Aqueles que conseguiram escapar e conseguiram chegar à cidade de Tawila, localizada a 60 quilómetros a oeste, estão profundamente traumatizados. De acordo com testemunhos de sobreviventes tratados pelas equipas de Médicos Sem Fronteiras (MSF), os assassinatos afectaram massivamente civis e atingiram determinados grupos étnicos em particular. As mulheres relataram ter sido vítimas ou testemunhas de violação; chegavam crianças aterrorizadas, sozinhas, nos braços de estranhos. Esses sobreviventes já estavam destroçados pelo cerco à cidade, com tanta fome que foram obrigados a comer ração animal.
Muitos outros sobreviventes permanecem isolados ou desaparecidos enquanto a violência sem limites que varreu a cidade continua. Vários milhares de pessoas continuam detidas, sob pedido de resgate. Os meus colegas sudaneses estão a tratar pacientes apesar de já não terem notícias dos seus entes queridos que estiveram em El-Fasher.
Longe de serem o resultado de acções individuais dos comandantes da RSF, as atrocidades em massa que culminaram em El-Fasher fizeram parte de uma campanha deliberada para fazer passar fome, deslocar à força e matar civis, muitas vezes de acordo com linhas étnicas.
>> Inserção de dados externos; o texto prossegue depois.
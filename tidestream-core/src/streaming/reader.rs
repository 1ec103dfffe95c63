//! Seekable reader over a file that is still downloading.
//!
//! Reads of missing data ask the file's controller for the piece and then
//! wait for its completion. Waiting is event driven: piece completion and
//! session close both wake the reader, with a slow fallback tick only as a
//! guard against a lost request.

use std::io::SeekFrom;
use std::sync::Arc;
use std::time::Duration;

use futures::Stream;
use tokio::fs::File;
use tokio::io::{AsyncReadExt, AsyncSeekExt};
use tokio::sync::watch;
use tracing::debug;

use super::StreamingError;
use crate::config::ReaderConfig;
use crate::torrent::{PieceIndex, SessionState, TorrentFileEntry};

/// Reader over one file of a torrent.
///
/// Every read returns bytes from at most one piece.
pub struct TorrentReader {
    entry: Arc<TorrentFileEntry>,
    lifecycle: watch::Receiver<SessionState>,
    fallback_tick: Duration,
    /// Opened on first read, once data is known to exist on disk
    file: Option<File>,
    position: u64,
}

impl TorrentReader {
    /// # Errors
    ///
    /// - `StreamingError::SessionClosed` - If the session is already closed
    pub fn new(entry: Arc<TorrentFileEntry>, config: &ReaderConfig) -> Result<Self, StreamingError> {
        let lifecycle = entry.lifecycle();
        if *lifecycle.borrow() == SessionState::Closed {
            return Err(StreamingError::SessionClosed);
        }
        Ok(Self {
            entry,
            lifecycle,
            fallback_tick: config.fallback_tick,
            file: None,
            position: 0,
        })
    }

    pub fn entry(&self) -> &Arc<TorrentFileEntry> {
        &self.entry
    }

    pub fn len(&self) -> u64 {
        self.entry.length()
    }

    pub fn is_empty(&self) -> bool {
        self.len() == 0
    }

    pub fn position(&self) -> u64 {
        self.position
    }

    /// Moves the read position. Nothing is requested until the next read.
    ///
    /// # Errors
    ///
    /// - `StreamingError::InvalidSeek` - If the target is negative or past the end
    pub fn seek(&mut self, target: SeekFrom) -> Result<u64, StreamingError> {
        let length = self.len();
        let position = match target {
            SeekFrom::Start(offset) => offset as i128,
            SeekFrom::End(delta) => length as i128 + delta as i128,
            SeekFrom::Current(delta) => self.position as i128 + delta as i128,
        };
        if position < 0 || position > length as i128 {
            return Err(StreamingError::InvalidSeek { position, length });
        }
        self.position = position as u64;
        Ok(self.position)
    }

    /// Reads into `buf`, waiting for the piece under the read position.
    ///
    /// Returns 0 at end of file.
    ///
    /// # Errors
    ///
    /// - `StreamingError::SessionClosed` - If the session is closed, even when
    ///   the data is already on disk
    /// - `StreamingError::Io` - If the file cannot be read
    pub async fn read(&mut self, buf: &mut [u8]) -> Result<usize, StreamingError> {
        if *self.lifecycle.borrow() == SessionState::Closed {
            self.file = None;
            return Err(StreamingError::SessionClosed);
        }
        if buf.is_empty() || self.position >= self.len() {
            return Ok(0);
        }
        let (piece, piece_end) = match self.entry.piece_at(self.position) {
            Some(piece) => (piece.index(), piece.end()),
            None => return Ok(0),
        };
        self.wait_for_piece(piece).await?;

        let available_end = (piece_end - self.entry.offset()).min(self.len());
        let wanted = (available_end - self.position).min(buf.len() as u64) as usize;

        let mut file = match self.file.take() {
            Some(file) => file,
            None => File::open(self.entry.file_path()).await?,
        };
        file.seek(SeekFrom::Start(self.position)).await?;
        let read = file.read(&mut buf[..wanted]).await?;
        self.file = Some(file);
        self.position += read as u64;
        Ok(read)
    }

    /// Fills `buf` completely.
    ///
    /// # Errors
    ///
    /// - `StreamingError::Io` - With `UnexpectedEof` if the file ends first
    /// - `StreamingError::SessionClosed` - If the session closes while waiting
    pub async fn read_exact(&mut self, buf: &mut [u8]) -> Result<(), StreamingError> {
        let mut filled = 0;
        while filled < buf.len() {
            let read = self.read(&mut buf[filled..]).await?;
            if read == 0 {
                return Err(std::io::Error::from(std::io::ErrorKind::UnexpectedEof).into());
            }
            filled += read;
        }
        Ok(())
    }

    /// Turns the reader into a stream of chunks of at most `chunk_size` bytes,
    /// ending at end of file.
    pub fn into_chunks(
        self,
        chunk_size: usize,
    ) -> impl Stream<Item = Result<Vec<u8>, StreamingError>> {
        let chunk_size = chunk_size.max(1);
        futures::stream::try_unfold(self, move |mut reader| async move {
            let mut chunk = vec![0; chunk_size];
            let read = reader.read(&mut chunk).await?;
            if read == 0 {
                return Ok(None);
            }
            chunk.truncate(read);
            Ok(Some((chunk, reader)))
        })
    }

    async fn wait_for_piece(&mut self, piece: PieceIndex) -> Result<(), StreamingError> {
        let table = self.entry.table().clone();
        let mut announced = false;
        loop {
            // Register before checking so a completion in between still wakes us.
            let notified = table.notified();
            if table.is_finished(piece) {
                return Ok(());
            }
            if *self.lifecycle.borrow_and_update() == SessionState::Closed {
                return Err(StreamingError::SessionClosed);
            }
            if !announced {
                debug!(
                    "Waiting for piece {} of {}",
                    piece,
                    self.entry.relative_path()
                );
                announced = true;
            }
            self.entry.request_piece(piece);

            tokio::select! {
                _ = notified => {}
                changed = self.lifecycle.changed() => {
                    if changed.is_err() {
                        return Err(StreamingError::SessionClosed);
                    }
                }
                _ = tokio::time::sleep(self.fallback_tick) => {}
            }
        }
    }
}

impl std::fmt::Debug for TorrentReader {
    fn fmt(&self, f: &mut std::fmt::Formatter<'_>) -> std::fmt::Result {
        f.debug_struct("TorrentReader")
            .field("file", &self.entry.relative_path())
            .field("position", &self.position)
            .field("length", &self.len())
            .finish()
    }
}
A RSF, que, segundo relatos de organizações e meios de comunicação internacionais, é apoiada pelos Emirados Árabes Unidos, é responsável pelos crimes que cometeu em El-Fasher. Eles devem acabar imediatamente com as atrocidades em massa, os assassinatos, os ataques étnicos e permitir que os sobreviventes circulem livremente.